YORK Musical Society’s online rehearsals are on song and on trend, as the Monday sessions on Zoom go from strength to strength.
Session host Lesley Peatfield says: “We’ve been running them from the start of the lockdown, and I’m especially proud as a lot of our older members have successfully navigated the software to be able to manage this.
“Some have even got their first computers for lockdown to be able to appear at our regular Monday night events.”
As many as 80 singers join in, their ages ranging from an 18-year-old bass to 90. “We meet at 7pm for the sopranos and altos and 8pm for the tenors and basses, an hour each every Monday evening, when either David Pipe, our musical director, or John Bradbury, our accompanist, each take a session, leading from the piano, and swap over each week,” says Lesley.
“As well as hosting, I keep each session running technically and answer questions in the chat box.”
In the week the nation went into Covid-19 lockdown, York Musical Society was to have performed at York Minster. “That should have been a night of Faure’s Requiem, alongside a less well-known Michael Haydn requiem, which is so beautiful,” says Lesley.
“We had to cancel, of course, but we do hope to offer that programme sometime next year.”
Coming next, on Saturday, June 13 at York Minster, would have been YMS’s summer concert, Splendours Of The Baroque, a joyful programme of Vivaldi’s Gloria, Marcello’s Trumpet Concerto in D minor, Handel’s Arrival Of The Queen Of Sheba and Handel’s Coronation Anthems.
“We’ve had to cancel that concert too,” says Lesley. “The Corona-tion anthems – Zadok The Priest, Let Thy Hand Be Strengthened, The King Shall Rejoice and My Heart Is Inditing – and have never been more appropriate,” says Lesley, poignantly.

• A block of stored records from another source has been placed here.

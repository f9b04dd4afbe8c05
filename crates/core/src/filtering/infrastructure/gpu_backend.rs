use std::sync::Arc;

use crate::filtering::domain::blur_radius::GaussianKernel;
use crate::filtering::domain::compute_backend::ComputeBackend;
use crate::filtering::domain::hue_matrix::HueMatrix;
use crate::shared::constants::GPU_PROCESSOR_NAME;
use crate::shared::error::{FilterError, FilterResult};
use crate::shared::pixel_buffer::{PixelBuffer, PixelFormat};

use super::gpu_context::{BlurBindings, GpuBlurParams, GpuColorMatrixParams, GpuContext};

const PACKED_PIXEL_BYTES: u64 = 4;
const SCRATCH_PIXEL_BYTES: u64 = 16;

/// A device-resident image: one packed RGBA8 `u32` per pixel.
///
/// Output images also own a mappable readback buffer; the uploaded input
/// does not, since it is never read back.
pub struct GpuImage {
    storage: wgpu::Buffer,
    readback: Option<wgpu::Buffer>,
    width: u32,
    height: u32,
    format: PixelFormat,
}

impl GpuImage {
    fn byte_size(&self) -> u64 {
        pixel_count(self.width, self.height) * PACKED_PIXEL_BYTES
    }
}

/// A float RGBA plane used between blur passes.
pub struct GpuScratch {
    buffer: wgpu::Buffer,
    width: u32,
    height: u32,
}

fn pixel_count(width: u32, height: u32) -> u64 {
    width as u64 * height as u64
}

/// Pack interleaved 8-bit pixels as little-endian RGBA `u32`s; RGB gets opaque alpha.
pub fn pack_pixels(image: &PixelBuffer) -> Vec<u32> {
    let channels = image.channels();
    image
        .data()
        .chunks_exact(channels)
        .map(|px| {
            let alpha = if channels == 4 { px[3] } else { u8::MAX };
            u32::from_le_bytes([px[0], px[1], px[2], alpha])
        })
        .collect()
}

/// Unpack RGBA `u32`s into `image`, dropping alpha for RGB images.
pub fn unpack_pixels(packed: &[u32], image: &mut PixelBuffer) {
    let channels = image.channels();
    for (px, &value) in image
        .data_mut()
        .chunks_exact_mut(channels)
        .zip(packed.iter())
    {
        px.copy_from_slice(&value.to_le_bytes()[..channels]);
    }
}

/// Compute backend running the filter kernels as wgpu compute shaders.
///
/// Kernel calls only submit work; the queue is drained in `synchronize`,
/// which copies the output into its readback buffer and maps it.
pub struct GpuBackend {
    ctx: Arc<GpuContext>,
}

impl GpuBackend {
    pub fn new(ctx: Arc<GpuContext>) -> Self {
        Self { ctx }
    }

    /// Probe for an adapter and build a backend on it.
    pub fn try_new() -> Option<Self> {
        GpuContext::new().map(|ctx| Self::new(Arc::new(ctx)))
    }

    pub fn context(&self) -> &GpuContext {
        &self.ctx
    }
}

fn ensure_same_shape(a: &GpuImage, b: &GpuImage) -> FilterResult<()> {
    if a.width == b.width && a.height == b.height {
        Ok(())
    } else {
        Err(FilterError::backend(format!(
            "device image shape mismatch: {}x{} vs {}x{}",
            a.width, a.height, b.width, b.height
        )))
    }
}

impl ComputeBackend for GpuBackend {
    type Image = GpuImage;
    type Scratch = GpuScratch;

    fn name(&self) -> &'static str {
        GPU_PROCESSOR_NAME
    }

    fn upload(&self, image: &PixelBuffer) -> FilterResult<GpuImage> {
        let (width, height) = (image.width(), image.height());
        let storage = self.ctx.create_buffer(
            "input",
            pixel_count(width, height) * PACKED_PIXEL_BYTES,
            wgpu::BufferUsages::STORAGE | wgpu::BufferUsages::COPY_DST,
        )?;
        self.ctx
            .queue
            .write_buffer(&storage, 0, bytemuck::cast_slice(&pack_pixels(image)));
        log::debug!("Uploaded {width}x{height} input to {}", self.ctx.adapter_name);

        Ok(GpuImage {
            storage,
            readback: None,
            width,
            height,
            format: image.format(),
        })
    }

    fn allocate_output(
        &self,
        width: u32,
        height: u32,
        format: PixelFormat,
    ) -> FilterResult<GpuImage> {
        let size = pixel_count(width, height) * PACKED_PIXEL_BYTES;
        let storage = self.ctx.create_buffer(
            "output",
            size,
            wgpu::BufferUsages::STORAGE | wgpu::BufferUsages::COPY_SRC,
        )?;
        let readback = self.ctx.create_buffer(
            "readback",
            size,
            wgpu::BufferUsages::MAP_READ | wgpu::BufferUsages::COPY_DST,
        )?;

        Ok(GpuImage {
            storage,
            readback: Some(readback),
            width,
            height,
            format,
        })
    }

    fn allocate_scratch(&self, width: u32, height: u32) -> FilterResult<GpuScratch> {
        let buffer = self.ctx.create_buffer(
            "scratch",
            pixel_count(width, height) * SCRATCH_PIXEL_BYTES,
            wgpu::BufferUsages::STORAGE,
        )?;
        Ok(GpuScratch {
            buffer,
            width,
            height,
        })
    }

    fn color_matrix(
        &self,
        input: &GpuImage,
        matrix: &HueMatrix,
        output: &mut GpuImage,
    ) -> FilterResult<()> {
        ensure_same_shape(input, output)?;
        let rows = *matrix.rows();
        let params = GpuColorMatrixParams {
            rows: rows.map(|[a, b, c]| [a, b, c, 0.0]),
            width: input.width,
            height: input.height,
            _pad0: 0,
            _pad1: 0,
        };
        self.ctx
            .run_color_matrix(&params, &input.storage, &output.storage)
    }

    fn gaussian_blur(
        &self,
        input: &GpuImage,
        kernel: &GaussianKernel,
        scratch: &mut [GpuScratch; 2],
        output: &mut GpuImage,
    ) -> FilterResult<()> {
        ensure_same_shape(input, output)?;
        if scratch
            .iter()
            .any(|s| s.width != input.width || s.height != input.height)
        {
            return Err(FilterError::backend("scratch planes do not match input size"));
        }

        let params = GpuBlurParams {
            width: input.width,
            height: input.height,
            kernel_radius: kernel.half_width() as u32,
            _pad: 0,
        };
        let [scratch_a, scratch_b] = scratch;
        self.ctx.run_blur(
            &params,
            kernel.weights(),
            BlurBindings {
                input: &input.storage,
                scratch_a: &scratch_a.buffer,
                scratch_b: &scratch_b.buffer,
                output: &output.storage,
            },
        )
    }

    fn synchronize(&self, buffer: &GpuImage, image: &mut PixelBuffer) -> FilterResult<()> {
        if buffer.width != image.width()
            || buffer.height != image.height()
            || buffer.format != image.format()
        {
            return Err(FilterError::backend(
                "host image does not match device buffer shape",
            ));
        }
        let readback = buffer
            .readback
            .as_ref()
            .ok_or_else(|| FilterError::backend("buffer has no readback staging"))?;

        let packed = self
            .ctx
            .read_back(&buffer.storage, readback, buffer.byte_size())?;
        unpack_pixels(&packed, image);
        Ok(())
    }
}

#[cfg(test)]
mod tests {
    use super::*;
    use crate::filtering::domain::blur_radius::BlurRadius;
    use crate::filtering::domain::hue_matrix::build_hue_rotation_matrix;

    fn try_gpu_backend() -> Option<GpuBackend> {
        GpuBackend::try_new()
    }

    #[test]
    fn test_pack_rgba_is_little_endian() {
        let image = PixelBuffer::new(vec![1, 2, 3, 4], 1, 1, PixelFormat::Rgba8);
        assert_eq!(pack_pixels(&image), vec![0x0403_0201]);
    }

    #[test]
    fn test_pack_rgb_adds_opaque_alpha() {
        let image = PixelBuffer::new(vec![1, 2, 3], 1, 1, PixelFormat::Rgb8);
        assert_eq!(pack_pixels(&image), vec![0xff03_0201]);
    }

    #[test]
    fn test_unpack_inverts_pack() {
        let source = PixelBuffer::new(
            vec![10, 20, 30, 40, 50, 60, 70, 80],
            2,
            1,
            PixelFormat::Rgba8,
        );
        let mut target = PixelBuffer::blank(2, 1, PixelFormat::Rgba8);
        unpack_pixels(&pack_pixels(&source), &mut target);
        assert_eq!(target, source);
    }

    #[test]
    fn test_unpack_into_rgb_drops_alpha() {
        let mut target = PixelBuffer::blank(1, 1, PixelFormat::Rgb8);
        unpack_pixels(&[0x8003_0201], &mut target);
        assert_eq!(target.data(), &[1, 2, 3]);
    }

    #[test]
    fn test_identity_matrix_round_trips_input() {
        let backend = match try_gpu_backend() {
            Some(b) => b,
            None => return,
        };
        let input = PixelBuffer::filled(5, 3, PixelFormat::Rgba8, &[10, 20, 30, 200]);
        let uploaded = backend.upload(&input).unwrap();
        let mut output = backend.allocate_output(5, 3, PixelFormat::Rgba8).unwrap();
        backend
            .color_matrix(&uploaded, &HueMatrix::identity(), &mut output)
            .unwrap();

        let mut image = PixelBuffer::blank(5, 3, PixelFormat::Rgba8);
        backend.synchronize(&output, &mut image).unwrap();
        assert_eq!(image, input);
    }

    #[test]
    fn test_hue_rotation_matches_cpu_formula() {
        let backend = match try_gpu_backend() {
            Some(b) => b,
            None => return,
        };
        let input = PixelBuffer::filled(4, 4, PixelFormat::Rgba8, &[200, 100, 50, 255]);
        let matrix = build_hue_rotation_matrix(1.0);
        let uploaded = backend.upload(&input).unwrap();
        let mut output = backend.allocate_output(4, 4, PixelFormat::Rgba8).unwrap();
        backend.color_matrix(&uploaded, &matrix, &mut output).unwrap();

        let mut image = PixelBuffer::blank(4, 4, PixelFormat::Rgba8);
        backend.synchronize(&output, &mut image).unwrap();
        let expected = matrix.apply_to_pixel(&[200, 100, 50]);
        for (got, want) in image.pixel(2, 2)[..3].iter().zip(expected) {
            assert!((*got as i32 - want as i32).abs() <= 1);
        }
        assert_eq!(image.pixel(2, 2)[3], 255);
    }

    #[test]
    fn test_blur_uniform_image_unchanged() {
        let backend = match try_gpu_backend() {
            Some(b) => b,
            None => return,
        };
        let input = PixelBuffer::filled(20, 20, PixelFormat::Rgb8, &[90, 90, 90]);
        let uploaded = backend.upload(&input).unwrap();
        let mut output = backend.allocate_output(20, 20, PixelFormat::Rgb8).unwrap();
        let mut scratch = [
            backend.allocate_scratch(20, 20).unwrap(),
            backend.allocate_scratch(20, 20).unwrap(),
        ];
        let kernel = GaussianKernel::new(BlurRadius::new(5.0).unwrap());
        backend
            .gaussian_blur(&uploaded, &kernel, &mut scratch, &mut output)
            .unwrap();

        let mut image = PixelBuffer::blank(20, 20, PixelFormat::Rgb8);
        backend.synchronize(&output, &mut image).unwrap();
        assert!(image.data().iter().all(|&v| (v as i32 - 90).abs() <= 1));
    }

    #[test]
    fn test_synchronize_input_without_readback_fails() {
        let backend = match try_gpu_backend() {
            Some(b) => b,
            None => return,
        };
        let input = PixelBuffer::blank(2, 2, PixelFormat::Rgba8);
        let uploaded = backend.upload(&input).unwrap();
        let mut image = PixelBuffer::blank(2, 2, PixelFormat::Rgba8);
        assert!(backend.synchronize(&uploaded, &mut image).is_err());
    }
}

After one Zoom rehearsal, Lesley wrote on social media: “Over 80 members joined us for a bit of note bashing for Vivaldi and Handel. Even though we may never perform this, the feeling of the community coming together is priceless.”
Members’ post-session comments to Lesley on the chat line testify to the “virtual” rehearsals being such a breath of fresh singing air amid the pandemic. “Thank you – this is the highlight of my week in lockdown,” said one.
“A very big ‘thank you’ for the Monday evening rehearsals, which I am very much enjoying, and for sending the scores out – much easier to follow,” wrote another. “Thank you to David [Pipe] and to John [Bradbury] for their patience and efforts and to Lesley for her expertise in enabling the sessions.”
A third commented: “I’d just like to express my thanks to you all for organising these online rehearsals. I think David is too modest about how valuable they are musically. We can learn a lot at this stage.
“There is no doubt they are a huge boost to the morale of all the individual members, restoring our sense of community and connection to those we cannot meet in person.”
A fourth enthused: “It is amazing how some proper singing, even over only half an hour, leaves one with such a good feeling inside. Can’t wait for the next session.”
The Zoom uplift each Monday is best summed up by one member, who confessed to “enjoying it far more than I thought I would”, concluding that “Singing is pure therapy”.
Such a sentiment no doubt will be shared by so many other singing groups in York and beyond, now in the grip of the “remote rehearsal revolution”, be it Ewa Salecka’s “Prima Virtual Ensemble” or Jessa Liversidge’s myriad groups.
Looking ahead, Lesley says: “ We’re rehearsing with a view to an informal performance for friends and family at St Olave’s School, where we normally rehearse in the Shepherd Hall, whenever we manage to get back to face-to-face rehearsals.” Roll on that day.